Let's assume the following set of differential equations describes some biological system:
$$\begin{align} \dot{x}_1&=u-\alpha x_1\\ \dot{x}_2&=\beta (1 - x_1)-\gamma x_3\\ \dot{x}_3&=\delta(x_2-x_3)\\ y &= x_2 \end{align}$$
where I defined $x_2$ to be the output, and $\alpha$, $\beta$, $\gamma$ and $\delta$ are constants.
How can I now transform this system into state-space representation? I.e.

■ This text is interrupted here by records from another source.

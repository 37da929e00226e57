use std::str::FromStr;

use anyhow::Result;
use ndarray::{s, Array1, ArrayView, ArrayView1, ArrayView2, ArrayView3, ArrayView4, Dimension};
use serde::{Deserialize, Serialize};

use crate::decoder::validate_confidences;
use crate::Prediction;

/// How `l2_loss` reduces the per-agent errors.
#[derive(Clone, Copy, Debug, PartialEq, Eq)]
pub enum L2Mode {
    Sum,
    /// Divided by the number of mask entries
    Average,
    /// One summed error per agent
    Raw,
}

#[derive(Clone, Debug, PartialEq)]
pub enum L2Loss {
    Scalar(f32),
    PerAgent(Array1<f32>),
}

impl L2Loss {
    pub fn total(&self) -> f32 {
        match self {
            L2Loss::Scalar(x) => *x,
            L2Loss::PerAgent(per_agent) => per_agent.sum(),
        }
    }
}

/// Squared error over `[T, agents, 2]` tracks, masked by `loss_mask` `[agents, T]`.
pub fn l2_loss(
    pred: ArrayView3<f32>,
    gt: ArrayView3<f32>,
    loss_mask: ArrayView2<f32>,
    mode: L2Mode,
) -> Result<L2Loss> {
    if pred.dim() != gt.dim() {
        bail!("Prediction is {:?}, but ground truth is {:?}", pred.dim(), gt.dim());
    }
    let (steps, agents, _) = pred.dim();
    if loss_mask.dim() != (agents, steps) {
        bail!(
            "Loss mask is {:?}, but tracks need ({agents}, {steps})",
            loss_mask.dim()
        );
    }

    let per_agent = Array1::from_iter((0..agents).map(|agent| {
        masked_squared_error(
            pred.slice(s![.., agent, ..]),
            gt.slice(s![.., agent, ..]),
            loss_mask.row(agent),
        )
    }));
    Ok(match mode {
        L2Mode::Sum => L2Loss::Scalar(per_agent.sum()),
        L2Mode::Average => L2Loss::Scalar(per_agent.sum() / loss_mask.len().max(1) as f32),
        L2Mode::Raw => L2Loss::PerAgent(per_agent),
    })
}

/// One agent's `[T, 2]` tracks
fn masked_squared_error(
    pred: ArrayView2<f32>,
    gt: ArrayView2<f32>,
    mask: ArrayView1<f32>,
) -> f32 {
    let mut total = 0.0;
    for ((p, g), m) in pred.outer_iter().zip(gt.outer_iter()).zip(mask.iter()) {
        let dx = p[0] - g[0];
        let dy = p[1] - g[1];
        total += m * (dx * dx + dy * dy);
    }
    total
}

/// Mean of squared differences.
pub fn mse<D: Dimension>(pred: ArrayView<f32, D>, gt: ArrayView<f32, D>) -> Result<f32> {
    if pred.shape() != gt.shape() {
        bail!("Can't compare {:?} with {:?}", pred.shape(), gt.shape());
    }
    if pred.is_empty() {
        return Ok(0.0);
    }
    let total: f32 = pred
        .iter()
        .zip(gt.iter())
        .map(|(p, g)| (p - g) * (p - g))
        .sum();
    Ok(total / pred.len() as f32)
}

/// Negative log-likelihood of `gt` `[scenes, T, 2]` under the mixture of `modes`
/// `[scenes, K, T, 2]` weighted by `confidences` `[scenes, K]`, each mode a unit Gaussian per
/// step. Steps with zero `avails` `[scenes, T]` are ignored. Averaged over scenes.
pub fn neg_multi_log_likelihood(
    gt: ArrayView3<f32>,
    modes: ArrayView4<f32>,
    confidences: ArrayView2<f32>,
    avails: ArrayView2<f32>,
) -> Result<f32> {
    let (scenes, k, steps, _) = modes.dim();
    if gt.dim() != (scenes, steps, 2) {
        bail!(
            "Ground truth is {:?}, but modes need ({scenes}, {steps}, 2)",
            gt.dim()
        );
    }
    if confidences.dim() != (scenes, k) || avails.dim() != (scenes, steps) {
        bail!(
            "Confidences {:?} or availabilities {:?} don't match {scenes} scenes, {k} modes, {steps} steps",
            confidences.dim(),
            avails.dim()
        );
    }
    validate_confidences(confidences)?;
    if scenes == 0 {
        return Ok(0.0);
    }

    let mut total = 0.0;
    for scene in 0..scenes {
        let log_likelihoods: Vec<f64> = (0..k)
            .map(|mode| {
                let error = masked_squared_error(
                    modes.slice(s![scene, mode, .., ..]),
                    gt.slice(s![scene, .., ..]),
                    avails.row(scene),
                ) as f64;
                (confidences[[scene, mode]] as f64).ln() - 0.5 * error
            })
            .collect();
        total -= log_sum_exp(&log_likelihoods);
    }
    Ok((total / scenes as f64) as f32)
}

fn log_sum_exp(xs: &[f64]) -> f64 {
    let max = xs.iter().cloned().fold(f64::NEG_INFINITY, f64::max);
    if max == f64::NEG_INFINITY {
        return max;
    }
    max + xs.iter().map(|x| (x - max).exp()).sum::<f64>().ln()
}

#[derive(Clone, Copy, Debug, PartialEq, Eq, Serialize, Deserialize)]
pub enum LossType {
    Mse,
    Nll,
    MseNll,
}

impl FromStr for LossType {
    type Err = anyhow::Error;

    fn from_str(x: &str) -> Result<Self> {
        match x {
            "mse" => Ok(LossType::Mse),
            "nll" => Ok(LossType::Nll),
            "mse+nll" => Ok(LossType::MseNll),
            _ => bail!("Unknown loss type {x}, expected mse, nll, or mse+nll"),
        }
    }
}

#[derive(Clone, Copy, Debug, PartialEq, Serialize, Deserialize)]
pub struct LossWeights {
    pub ade: f32,
    pub fde: f32,
    pub nll: f32,
}

impl Default for LossWeights {
    fn default() -> Self {
        Self {
            ade: 1.0,
            fde: 2.5,
            nll: 1.5,
        }
    }
}

#[derive(Clone, Copy, Debug, PartialEq, Serialize, Deserialize)]
pub struct LossBreakdown {
    pub ade: f32,
    pub fde: f32,
    pub nll: f32,
    pub total: f32,
}

/// Scores a prediction against future displacements `gt_rel` `[scenes, pred_len, 2]`. Every term
/// compares displacements, only at steps where `avails` `[scenes, pred_len]` is set. The
/// squared-error terms use the best mode of each scene.
pub fn forecast_loss(
    loss_type: LossType,
    weights: &LossWeights,
    prediction: &Prediction,
    gt_rel: ArrayView3<f32>,
    avails: ArrayView2<f32>,
) -> Result<LossBreakdown> {
    prediction.validate()?;
    let (scenes, k, steps, _) = prediction.modes.dim();
    if gt_rel.dim() != (scenes, steps, 2) {
        bail!(
            "Ground truth is {:?}, but the prediction needs ({scenes}, {steps}, 2)",
            gt_rel.dim()
        );
    }
    if avails.dim() != (scenes, steps) {
        bail!(
            "Availabilities are {:?}, but the prediction needs ({scenes}, {steps})",
            avails.dim()
        );
    }
    if steps == 0 {
        bail!("Can't score a prediction with no future steps");
    }

    let last = steps - 1;
    let (mut ade_sum, mut fde_sum) = (0.0, 0.0);
    for scene in 0..scenes {
        let gt = gt_rel.slice(s![scene, .., ..]);
        let mask = avails.row(scene);
        let mut best = 0;
        let mut best_error = f32::INFINITY;
        for mode in 0..k {
            let error =
                masked_squared_error(prediction.modes.slice(s![scene, mode, .., ..]), gt, mask);
            if error < best_error {
                best_error = error;
                best = mode;
            }
        }
        ade_sum += best_error;
        fde_sum += masked_squared_error(
            prediction.modes.slice(s![scene, best, last..steps, ..]),
            gt_rel.slice(s![scene, last..steps, ..]),
            avails.slice(s![scene, last..steps]),
        );
    }
    // Mean over the available coordinates
    let per_entry = |sum: f32, steps_available: f32| {
        if steps_available == 0.0 {
            0.0
        } else {
            sum / (2.0 * steps_available)
        }
    };
    let ade = per_entry(ade_sum, avails.sum());
    let fde = per_entry(fde_sum, avails.column(last).sum());
    let nll = neg_multi_log_likelihood(
        gt_rel,
        prediction.modes.view(),
        prediction.confidences.view(),
        avails,
    )?;
    let total = match loss_type {
        LossType::Mse => weights.ade * ade + weights.fde * fde,
        LossType::Nll => nll,
        LossType::MseNll => weights.ade * ade + weights.fde * fde + weights.nll * nll,
    };
    Ok(LossBreakdown {
        ade,
        fde,
        nll,
        total,
    })
}

#[cfg(test)]
mod tests {
    use super::*;
    use ndarray::{array, Array2, Array3, Array4};

    #[test]
    fn l2_modes() {
        // 2 steps, 2 agents
        let gt = Array3::zeros((2, 2, 2));
        let mut pred = Array3::zeros((2, 2, 2));
        pred[[0, 0, 0]] = 1.0;
        pred[[1, 0, 1]] = 2.0;
        pred[[1, 1, 0]] = 3.0;
        let mut mask = Array2::ones((2, 2));
        // The second agent's error falls outside the mask
        mask[[1, 1]] = 0.0;

        let sum = l2_loss(pred.view(), gt.view(), mask.view(), L2Mode::Sum).unwrap();
        assert_eq!(sum, L2Loss::Scalar(5.0));
        let avg = l2_loss(pred.view(), gt.view(), mask.view(), L2Mode::Average).unwrap();
        assert_eq!(avg, L2Loss::Scalar(1.25));
        let raw = l2_loss(pred.view(), gt.view(), mask.view(), L2Mode::Raw).unwrap();
        assert_eq!(raw, L2Loss::PerAgent(array![5.0, 0.0]));
        assert_eq!(raw.total(), 5.0);

        assert!(l2_loss(pred.view(), gt.view(), mask.t(), L2Mode::Sum).is_ok());
        assert!(l2_loss(pred.view(), gt.view(), Array2::ones((3, 2)).view(), L2Mode::Sum).is_err());
    }

    #[test]
    fn nll_of_confident_exact_mode() {
        let gt = Array3::from_elem((1, 4, 2), 1.0);
        let mut modes = Array4::zeros((1, 2, 4, 2));
        modes.slice_mut(s![0, 0, .., ..]).fill(1.0);
        let avails = Array2::ones((1, 4));

        let nll = neg_multi_log_likelihood(
            gt.view(),
            modes.view(),
            array![[1.0, 0.0]].view(),
            avails.view(),
        )
        .unwrap();
        assert!(nll.abs() < 1e-6);

        // Splitting confidence costs ln 2 when the other mode is hopeless
        modes.slice_mut(s![0, 1, .., ..]).fill(100.0);
        let nll = neg_multi_log_likelihood(
            gt.view(),
            modes.view(),
            array![[0.5, 0.5]].view(),
            avails.view(),
        )
        .unwrap();
        assert!((nll - std::f32::consts::LN_2).abs() < 1e-5);
    }

    #[test]
    fn nll_rejects_bad_confidences() {
        let gt = Array3::zeros((1, 2, 2));
        let modes = Array4::zeros((1, 2, 2, 2));
        let avails = Array2::ones((1, 2));
        assert!(neg_multi_log_likelihood(
            gt.view(),
            modes.view(),
            array![[0.6, 0.6]].view(),
            avails.view()
        )
        .is_err());
    }

    #[test]
    fn hybrid_weights() {
        // One scene, one mode, off by 1 in x on the first displacement only
        let mut modes = Array4::zeros((1, 1, 3, 2));
        modes[[0, 0, 0, 0]] = 1.0;
        let prediction = Prediction {
            modes,
            confidences: array![[1.0]],
        };
        let gt_rel = Array3::zeros((1, 3, 2));
        let avails = Array2::ones((1, 3));
        let weights = LossWeights::default();

        let mse = forecast_loss(LossType::Mse, &weights, &prediction, gt_rel.view(), avails.view())
            .unwrap();
        // Comparing positions would carry the first error to every step. Displacements only
        // differ once, meaned over 6 entries, and the final step is exact.
        assert!((mse.ade - 1.0 / 6.0).abs() < 1e-6);
        assert_eq!(mse.fde, 0.0);
        assert!((mse.nll - 0.5).abs() < 1e-6);
        assert!((mse.total - 1.0 / 6.0).abs() < 1e-6);

        let nll = forecast_loss(LossType::Nll, &weights, &prediction, gt_rel.view(), avails.view())
            .unwrap();
        assert_eq!(nll.total, nll.nll);

        let hybrid = forecast_loss(
            LossType::MseNll,
            &weights,
            &prediction,
            gt_rel.view(),
            avails.view(),
        )
        .unwrap();
        assert!((hybrid.total - (1.0 / 6.0 + 1.5 * 0.5)).abs() < 1e-5);
    }

    #[test]
    fn unavailable_steps_cost_nothing() {
        // Two modes. The confident one is only wrong at the last step, by 3 in y.
        let mut modes = Array4::zeros((1, 2, 3, 2));
        modes[[0, 0, 2, 1]] = 3.0;
        modes.slice_mut(s![0, 1, .., ..]).fill(50.0);
        let prediction = Prediction {
            modes,
            confidences: array![[1.0, 0.0]],
        };
        let gt_rel = Array3::zeros((1, 3, 2));
        let weights = LossWeights::default();

        let all = Array2::ones((1, 3));
        let loss = forecast_loss(LossType::MseNll, &weights, &prediction, gt_rel.view(), all.view())
            .unwrap();
        assert!((loss.ade - 1.5).abs() < 1e-6);
        assert!((loss.fde - 4.5).abs() < 1e-6);
        assert!((loss.nll - 4.5).abs() < 1e-5);

        let partial = array![[1.0, 1.0, 0.0]];
        let loss = forecast_loss(
            LossType::MseNll,
            &weights,
            &prediction,
            gt_rel.view(),
            partial.view(),
        )
        .unwrap();
        assert_eq!(loss.ade, 0.0);
        assert_eq!(loss.fde, 0.0);
        assert!(loss.nll.abs() < 1e-6);
        assert!(loss.total.abs() < 1e-5);

        assert!(forecast_loss(
            LossType::Mse,
            &weights,
            &prediction,
            gt_rel.view(),
            Array2::ones((1, 2)).view()
        )
        .is_err());
    }

    #[test]
    fn parse_loss_type() {
        assert_eq!("mse+nll".parse::<LossType>().unwrap(), LossType::MseNll);
        assert!("l1".parse::<LossType>().is_err());
    }
}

$$\begin{align} \boldsymbol{\dot{x}} &= \boldsymbol{Ax}+\boldsymbol{b}u\\ y &= \boldsymbol{c}^T\boldsymbol{x} + du \end{align}$$
I don't know what to do with the constant term in the equation for $x_2$.
Thanks a lot!
Update:
As I recently learned,a standard way to do this is to shift the state variables by their equilibrium $\bar{\boldsymbol{x}}$. Thus,
$$ \bar{x}_1=\frac{\bar{u}}{\alpha},\quad\bar{x}_2=\bar{x}_3=\frac{(\alpha-\bar{u})\beta}{\alpha\gamma} $$
with the new variables $\boldsymbol{z}=\boldsymbol{x}-\bar{\boldsymbol{x}}$ and $v=u-\bar{u}$, we end up with
$$ \boldsymbol{\dot{z}} = \begin{bmatrix}-\alpha & 0 & 0\\-\beta & 0 &-\gamma\\0&\delta&-\delta\end{bmatrix}\boldsymbol{z}+\begin{bmatrix}1\\0\\0\end{bmatrix}v\\ $$ This raises a couple of new questions, though. How do I handle the output $y$ which would certainly not fit into the state-space representation after that transformation since it would read $y_\text{new}=z_2+\bar{x}_2$. Furthermore, did I treat the input $u$ in the correct manner or would such a transformation be carried out on the unforced system, i.e. with $u=0$?